The construction of two coeducational preparatory and junior secondary schools, one in Kuala Belait and one in Tutong, with capacity for 1,080 students each, staff housing, and hostel accommodations for 400 of them (200 boys and 200 girls) constitutes the primary development project in English-medium education. This project was approved in 1966. After these two schools' preliminary sections are finished, the AAC preparatory annexes in Kuala Belait and Tutong, respectively, will be replaced.

As of 1967, the Sultan Omar Ali Saifuddien College (SOASC) in Brunei Town, the AAC at Seria with preparatory annexes at Kuala Belait and Tutong, and the Raja Isteri Girls' High School (STPRI) are the three government English-medium schools. At the time, AAC was extended to School Certificate/GCE O Level. The preparatory and secondary divisions of the college are coeducational.

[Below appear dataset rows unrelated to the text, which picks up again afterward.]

//! GraphQL-over-HTTP implementation of [`LensApi`].

use crate::{queries, ApiError, LensApi};
use async_trait::async_trait;
use manager_types::serde_helpers::number_or_string;
use manager_types::{
	Address, BroadcastResult, ManagerChangeRequest, ManagersPage, Profile, ProfileId,
	TypedDataPayload,
};
use serde::de::DeserializeOwned;
use serde::Deserialize;
use serde_json::{json, Value};
use std::time::Duration;
use tracing::{debug, warn};

const ACCESS_TOKEN_HEADER: &str = "x-access-token";

#[derive(Debug, Deserialize)]
struct GraphQlResponse<T> {
	data: Option<T>,
	#[serde(default)]
	errors: Vec<GraphQlErrorMessage>,
}

#[derive(Debug, Deserialize)]
struct GraphQlErrorMessage {
	message: String,
}

#[derive(Deserialize)]
struct CreateTypedDataData {
	#[serde(rename = "createChangeProfileManagersTypedData")]
	result: TypedDataPayload,
}

#[derive(Deserialize)]
struct BroadcastOnchainData {
	#[serde(rename = "broadcastOnchain")]
	result: BroadcastResult,
}

#[derive(Deserialize)]
struct ProfileManagersData {
	#[serde(rename = "profileManagers")]
	result: ManagersPage,
}

#[derive(Deserialize)]
#[serde(rename_all = "camelCase")]
struct UserSigNoncesData {
	user_sig_nonces: UserSigNonces,
}

#[derive(Deserialize)]
#[serde(rename_all = "camelCase")]
struct UserSigNonces {
	#[serde(with = "number_or_string")]
	lens_hub_onchain_sig_nonce: u64,
}

#[derive(Deserialize)]
struct ProfileData {
	profile: Option<ProfileNode>,
}

#[derive(Deserialize)]
#[serde(rename_all = "camelCase")]
struct ProfileNode {
	id: ProfileId,
	#[serde(default)]
	signless: bool,
	#[serde(default)]
	sponsor: bool,
	owned_by: OwnedBy,
}

#[derive(Deserialize)]
struct OwnedBy {
	address: Address,
}

impl From<ProfileNode> for Profile {
	fn from(node: ProfileNode) -> Self {
		Profile {
			id: node.id,
			owned_by: node.owned_by.address,
			signless: node.signless,
			sponsor: node.sponsor,
		}
	}
}

/// Lens API client posting `{query, variables}` documents.
#[derive(Clone)]
pub struct GraphQlClient {
	http: reqwest::Client,
	endpoint: String,
	access_token: Option<String>,
}

impl GraphQlClient {
	pub fn new(endpoint: impl Into<String>, timeout: Duration) -> Result<Self, ApiError> {
		let http = reqwest::Client::builder()
			.timeout(timeout)
			.build()
			.map_err(|e| ApiError::Network(format!("Failed to build HTTP client: {}", e)))?;

		Ok(Self {
			http,
			endpoint: endpoint.into(),
			access_token: None,
		})
	}

	pub fn with_access_token(mut self, token: impl Into<String>) -> Self {
		self.access_token = Some(token.into());
		self
	}

	async fn execute<T: DeserializeOwned>(
		&self,
		operation: &str,
		query: &str,
		variables: Value,
	) -> Result<T, ApiError> {
		debug!(operation, "Sending GraphQL request");

		let mut request = self.http.post(&self.endpoint).json(&json!({
			"operationName": operation,
			"query": query,
			"variables": variables,
		}));
		if let Some(token) = &self.access_token {
			request = request.header(ACCESS_TOKEN_HEADER, token);
		}

		let response = request
			.send()
			.await
			.map_err(|e| ApiError::Network(format!("{} request failed: {}", operation, e)))?;

		let status = response.status();
		if !status.is_success() {
			let body = response.text().await.unwrap_or_default();
			warn!(operation, status = status.as_u16(), "GraphQL request rejected");
			return Err(ApiError::Http {
				status: status.as_u16(),
				body,
			});
		}

		let body: GraphQlResponse<T> = response
			.json()
			.await
			.map_err(|e| ApiError::Decode(format!("{} response: {}", operation, e)))?;

		if !body.errors.is_empty() {
			let messages: Vec<String> = body.errors.into_iter().map(|e| e.message).collect();
			return Err(ApiError::GraphQl(messages.join("; ")));
		}

		body.data
			.ok_or_else(|| ApiError::Decode(format!("{} response has no data", operation)))
	}
}

#[async_trait]
impl LensApi for GraphQlClient {
	async fn create_change_profile_managers_typed_data(
		&self,
		changes: &[ManagerChangeRequest],
		nonce_override: u64,
	) -> Result<TypedDataPayload, ApiError> {
		let data: CreateTypedDataData = self
			.execute(
				"CreateChangeProfileManagersTypedData",
				queries::CREATE_CHANGE_PROFILE_MANAGERS_TYPED_DATA,
				json!({
					"options": { "overrideSigNonce": nonce_override },
					"request": { "changeManagers": changes },
				}),
			)
			.await?;

		Ok(data.result)
	}

	async fn broadcast_onchain(
		&self,
		id: &str,
		signature: &str,
	) -> Result<BroadcastResult, ApiError> {
		let data: BroadcastOnchainData = self
			.execute(
				"BroadcastOnchain",
				queries::BROADCAST_ONCHAIN,
				json!({ "request": { "id": id, "signature": signature } }),
			)
			.await?;

		Ok(data.result)
	}

	async fn profile_managers(
		&self,
		profile_id: &ProfileId,
		cursor: Option<&str>,
	) -> Result<ManagersPage, ApiError> {
		let mut request = json!({ "for": profile_id });
		if let Some(cursor) = cursor {
			request["cursor"] = json!(cursor);
		}

		let data: ProfileManagersData = self
			.execute(
				"ProfileManagers",
				queries::PROFILE_MANAGERS,
				json!({ "request": request }),
			)
			.await?;

		Ok(data.result)
	}

	async fn lens_hub_onchain_sig_nonce(&self) -> Result<u64, ApiError> {
		let data: UserSigNoncesData = self
			.execute("UserSigNonces", queries::USER_SIG_NONCES, json!({}))
			.await?;

		Ok(data.user_sig_nonces.lens_hub_onchain_sig_nonce)
	}

	async fn profile(&self, id: &ProfileId) -> Result<Option<Profile>, ApiError> {
		let data: ProfileData = self
			.execute(
				"Profile",
				queries::PROFILE,
				json!({ "request": { "forProfileId": id } }),
			)
			.await?;

		Ok(data.profile.map(Profile::from))
	}
}

#[cfg(test)]
mod tests {
	use super::*;
	use wiremock::matchers::{body_partial_json, header, method};
	use wiremock::{Mock, MockServer, ResponseTemplate};

	async fn client(server: &MockServer) -> GraphQlClient {
		GraphQlClient::new(server.uri(), Duration::from_secs(5))
			.unwrap()
			.with_access_token("token-123")
	}

	#[tokio::test]
	async fn test_typed_data_request_carries_nonce_override() {
		let server = MockServer::start().await;
		let address: Address = "0x000000000000000000000000000000000000aBc0".parse().unwrap();

		Mock::given(method("POST"))
			.and(header(ACCESS_TOKEN_HEADER, "token-123"))
			.and(body_partial_json(json!({
				"operationName": "CreateChangeProfileManagersTypedData",
				"variables": {
					"options": { "overrideSigNonce": 9 },
					"request": { "changeManagers": [{ "action": "REMOVE", "address": address }] }
				}
			})))
			.respond_with(ResponseTemplate::new(200).set_body_json(json!({
				"data": {
					"createChangeProfileManagersTypedData": {
						"id": "td-1",
						"expiresAt": null,
						"typedData": {
							"domain": {
								"name": "Lens Protocol Profiles",
								"version": "2",
								"chainId": 137,
								"verifyingContract": "0xDb46d1Dc155634FbC732f92E853b10B288AD5a1d"
							},
							"types": { "ChangeDelegatedExecutorsConfig": [] },
							"value": {
								"nonce": 9,
								"deadline": 1792152000,
								"delegatorProfileId": "0x01",
								"delegatedExecutors": [address],
								"approvals": [false],
								"configNumber": 0,
								"switchToGivenConfig": false
							}
						}
					}
				}
			})))
			.expect(1)
			.mount(&server)
			.await;

		let payload = client(&server)
			.await
			.create_change_profile_managers_typed_data(&[ManagerChangeRequest::remove(address)], 9)
			.await
			.unwrap();

		assert_eq!(payload.id, "td-1");
		assert_eq!(payload.nonce(), 9);
	}

	#[tokio::test]
	async fn test_broadcast_relay_error_is_decoded() {
		let server = MockServer::start().await;

		Mock::given(method("POST"))
			.and(body_partial_json(json!({
				"variables": { "request": { "id": "td-1", "signature": "0xsig" } }
			})))
			.respond_with(ResponseTemplate::new(200).set_body_json(json!({
				"data": { "broadcastOnchain": { "__typename": "RelayError", "reason": "REJECTED" } }
			})))
			.mount(&server)
			.await;

		let result = client(&server)
			.await
			.broadcast_onchain("td-1", "0xsig")
			.await
			.unwrap();

		assert!(result.is_relay_error());
	}

	#[tokio::test]
	async fn test_graphql_errors_are_surfaced() {
		let server = MockServer::start().await;

		Mock::given(method("POST"))
			.respond_with(ResponseTemplate::new(200).set_body_json(json!({
				"data": null,
				"errors": [{ "message": "Profile is suspended" }]
			})))
			.mount(&server)
			.await;

		let result = client(&server)
			.await
			.create_change_profile_managers_typed_data(
				&[ManagerChangeRequest::remove(Address::ZERO)],
				0,
			)
			.await;

		assert!(matches!(result, Err(ApiError::GraphQl(msg)) if msg == "Profile is suspended"));
	}

	#[tokio::test]
	async fn test_http_failure_keeps_status() {
		let server = MockServer::start().await;

		Mock::given(method("POST"))
			.respond_with(ResponseTemplate::new(503).set_body_string("maintenance"))
			.mount(&server)
			.await;

		let result = client(&server).await.lens_hub_onchain_sig_nonce().await;
		assert!(matches!(result, Err(ApiError::Http { status: 503, .. })));
	}

	#[tokio::test]
	async fn test_profile_managers_sends_cursor() {
		let server = MockServer::start().await;

		Mock::given(method("POST"))
			.and(body_partial_json(json!({
				"variables": { "request": { "for": "0x01", "cursor": "page-2" } }
			})))
			.respond_with(ResponseTemplate::new(200).set_body_json(json!({
				"data": {
					"profileManagers": {
						"items": [{ "address": "0x000000000000000000000000000000000000aBc0", "isLensManager": false }],
						"pageInfo": { "next": null, "prev": "page-1" }
					}
				}
			})))
			.expect(1)
			.mount(&server)
			.await;

		let page = client(&server)
			.await
			.profile_managers(&ProfileId::new("0x01"), Some("page-2"))
			.await
			.unwrap();

		assert_eq!(page.items.len(), 1);
		assert_eq!(page.page_info.prev.as_deref(), Some("page-1"));
	}

	#[tokio::test]
	async fn test_sig_nonce_accepts_string() {
		let server = MockServer::start().await;

		Mock::given(method("POST"))
			.respond_with(ResponseTemplate::new(200).set_body_json(json!({
				"data": { "userSigNonces": { "lensHubOnchainSigNonce": "17" } }
			})))
			.mount(&server)
			.await;

		assert_eq!(
			client(&server).await.lens_hub_onchain_sig_nonce().await.unwrap(),
			17
		);
	}

	#[tokio::test]
	async fn test_profile_flattens_owner() {
		let server = MockServer::start().await;

		Mock::given(method("POST"))
			.respond_with(ResponseTemplate::new(200).set_body_json(json!({
				"data": {
					"profile": {
						"id": "0x01",
						"signless": true,
						"sponsor": true,
						"ownedBy": { "address": "0x70997970C51812dc3A010C7d01b50e0d17dc79C8" }
					}
				}
			})))
			.mount(&server)
			.await;

		let profile = client(&server)
			.await
			.profile(&ProfileId::new("0x01"))
			.await
			.unwrap()
			.unwrap();

		assert!(profile.signless && profile.sponsor);
		assert_eq!(
			profile.owned_by,
			"0x70997970C51812dc3A010C7d01b50e0d17dc79C8"
				.parse::<Address>()
				.unwrap()
		);
	}
}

There were preparatory courses offered in 1972 at the following schools: Sufri Bolkiah English School in Tutong, Perdana Wazir English School in Kuala Belait, AAC, and its associated buildings at several Malay primary schools. In 1972, the newly constructed dorms for girls and boys at Perdana Wazir English School and AAC were still closed. They can't be opened until Kuala Belait and Seria's new sewage systems are finished. From four to seven platoons, the Brunei Cadet Corps has expanded and is presently present at seven schools, including AAC. The year's last project was the B$22,200 Block 6 Classrooms for AAC construction.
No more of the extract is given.